Painful intercourse

by Ellen Johnson and Lone Hummelshoj

Pain during or after sexual intercourse is a common symptom for women with endometriosis.

Unfortunately, all too often it causes couples immense emotional pain and turmoil. Some of this can be avoided with an understanding of the problem, better communication, and a little experimentation.

Up to 50% of women with endometriosis complain of painful intercourse

The pain of painful intercourse has been described as sharp, stabbing, jabbing or a deep ache for the woman. It ranges in intensity from mild to excruciating. It may be felt during intercourse, for up to 24–48 hours after intercourse, or both.

Some women experience pain with any form of intercourse, but others experience it only with deep penetration.

Some women feel pain only at certain times of the month, such as around the time of the period, while others feel it throughout the month.

That’s the challenge with women with endometriosis:
our disease is not predictable!

Painful intercourse (dyspareunia)

Painful intercourse is usually caused by stretching and pulling of endometrial implants and nodules located behind the vagina and lower uterus. Sometimes, it is caused by vaginal dryness as a result of hormonal treatment or a hysterectomy in which the ovaries have been removed.

Dealing with pain during intercourse

Dealing with painful intercourse can be a difficult and emotional task. It needs open and honest communication between you and your partner. It also needs both of you to be patient and understanding towards each other. In particular, you need to develop an awareness of each other’s predicament and feelings. Without these efforts, dealing with the problem can quickly degenerate into an emotional battlefield.

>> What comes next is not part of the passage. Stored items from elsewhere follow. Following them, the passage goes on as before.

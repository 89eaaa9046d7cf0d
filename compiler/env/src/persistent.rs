//! The persistent structure store.
//!
//! Externally compiled units are loaded by name, memoized for the process
//! lifetime (including an explicit "known missing" marker so failed disk
//! lookups are not repeated) and consistency-checked against a process-wide
//! ledger so that inconsistent builds are detected rather than silently
//! miscompiled.

use crate::{
    EnvError, Environment, NotFound, Session,
    component::{self, ComponentCell},
};
use hir::{Ident, ModuleType, Path, Signature, Subst};
use intf::InterfaceStore;
use std::{
    cell::{Cell, OnceCell},
    path::PathBuf,
    rc::Rc,
};
use utility::Atom;

/// A loaded externally compiled unit.
pub struct PersistentEntry {
    pub name: Atom,
    pub ident: Ident,
    raw_signature: Rc<Signature>,
    mty: OnceCell<Rc<ModuleType>>,
    pub(crate) comps: Rc<ComponentCell>,
    /// The units this one was compiled against.
    pub deps: Vec<(Atom, Option<u64>)>,
    pub hash: u64,
    pub filename: PathBuf,
    pub flags: intf::Flags,
    checked: Cell<bool>,
}

impl PersistentEntry {
    /// The unit's signature as a module type, forced on first use.
    pub fn module_type(&self) -> Rc<ModuleType> {
        Rc::clone(
            self.mty
                .get_or_init(|| Rc::new(ModuleType::Signature(Rc::clone(&self.raw_signature)))),
        )
    }

    pub fn signature(&self) -> &Rc<Signature> {
        &self.raw_signature
    }

    pub fn path(&self) -> Path {
        Path::Ident(self.ident)
    }
}

/// Load the entry for a unit name, reading its compiled interface on first
/// reference.
pub(crate) fn persistent_structure(
    session: &Session,
    name: Atom,
) -> Result<Rc<PersistentEntry>, EnvError> {
    if let Some(cached) = session.persistent.borrow().get(&name) {
        return cached
            .clone()
            .ok_or(EnvError::NotFound(NotFound::Unit { name }));
    }

    // The weak dependency is recorded before the disk is consulted so the
    // dependency list stays deterministic even if the lookup fails.
    session.record_import(name, None);

    let Some(filename) = session.store().locate(name) else {
        return Err(mark_missing(session, name));
    };

    let interface = match session.store().read(&filename) {
        Ok(interface) => interface,
        Err(intf::StoreError::NotFound(_)) => return Err(mark_missing(session, name)),
        Err(error) => {
            return Err(EnvError::StoreFailure {
                name,
                message: error.to_string(),
            });
        }
    };
    session.stats.bump_interface_reads();

    if interface.unit_name != name {
        return Err(EnvError::IllegalRenaming {
            requested: name,
            found: interface.unit_name,
            filename,
        });
    }

    if interface.flags.rec_types && !session.config.rec_types {
        return Err(EnvError::NeedsRecTypes {
            unit: name,
            importer: session.current_unit(),
        });
    }

    session.record_import(name, Some(interface.hash));

    let ident = Ident::persistent(name);
    let mty = Rc::new(ModuleType::Signature(Rc::clone(&interface.signature)));
    // Persistent units are resolved independently of the requesting unit's
    // local bindings.
    let comps = component::components_of(
        session,
        &Environment::empty(),
        &Subst::identity(),
        &Path::Ident(ident),
        &mty,
    );

    let entry = Rc::new(PersistentEntry {
        name,
        ident,
        raw_signature: Rc::clone(&interface.signature),
        mty: {
            let cell = OnceCell::new();
            let _ = cell.set(mty);
            cell
        },
        comps,
        deps: interface.dependencies.clone(),
        hash: interface.hash,
        filename,
        flags: interface.flags,
        checked: Cell::new(false),
    });

    session
        .persistent
        .borrow_mut()
        .insert(name, Some(Rc::clone(&entry)));

    check_consistency(session, &entry)?;

    Ok(entry)
}

fn mark_missing(session: &Session, name: Atom) -> EnvError {
    session.persistent.borrow_mut().insert(name, None);
    EnvError::NotFound(NotFound::Unit { name })
}

/// The ground truth established by the first observer of a dependency.
pub(crate) struct ImportAuthority {
    pub(crate) hash: u64,
    pub(crate) source: PathBuf,
}

/// Verify an entry's recorded dependencies against the consistency ledger.
///
/// The first observation of a dependency establishes ground truth; later
/// disagreement is fatal, naming both conflicting sources. Memoized per entry.
pub(crate) fn check_consistency(session: &Session, entry: &PersistentEntry) -> Result<(), EnvError> {
    if entry.checked.get() {
        return Ok(());
    }

    for &(dep, hash) in &entry.deps {
        if let Some(hash) = hash {
            assert_agreement(session, dep, hash, &entry.filename)?;
        }
    }

    // The unit's own hash is an observation too: anyone who imported it
    // earlier must have seen this very interface.
    assert_agreement(session, entry.name, entry.hash, &entry.filename)?;

    entry.checked.set(true);

    Ok(())
}

fn assert_agreement(
    session: &Session,
    unit: Atom,
    hash: u64,
    source: &PathBuf,
) -> Result<(), EnvError> {
    let mut ledger = session.ledger.borrow_mut();

    match ledger.get(&unit) {
        Some(authority) if authority.hash != hash => Err(EnvError::InconsistentImport {
            unit,
            source1: authority.source.clone(),
            source2: source.clone(),
        }),
        Some(_) => Ok(()),
        None => {
            ledger.insert(
                unit,
                ImportAuthority {
                    hash,
                    source: source.clone(),
                },
            );
            drop(ledger);

            let ledger = Rc::clone(&session.ledger);
            session.undo.record(move || {
                ledger.borrow_mut().remove(&unit);
            });

            Ok(())
        }
    }
}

Communicate – it is difficult but essential

As a woman with endometriosis you need to explain to your partner the nature of your pain, and how it affects you, physically and emotionally.

You also need to talk about such things as:

  • your need to love and be loved
  • your fear of intercourse
  • your fear of intimacy that may lead to intercourse
  • your guilt about not being able to have intercourse
  • your guilt about letting your partner down
  • your fear of losing the relationship to someone else, and
  • your fear that your unwillingness to have intercourse will be interpreted as a sign of rejection.

At the same time your partner needs to talk about such things as his/her need to love and be loved, frustrations at not being able to have intercourse with you, fear of hurting you, frustration at your emotional withdrawal during times of intimacy, and fear of being rejected.

Once you have discussed and resolved some of these issues, you will have the foundations for moving on and finding ways of resolving the problem.

Sex therapists may also be able to help you with this.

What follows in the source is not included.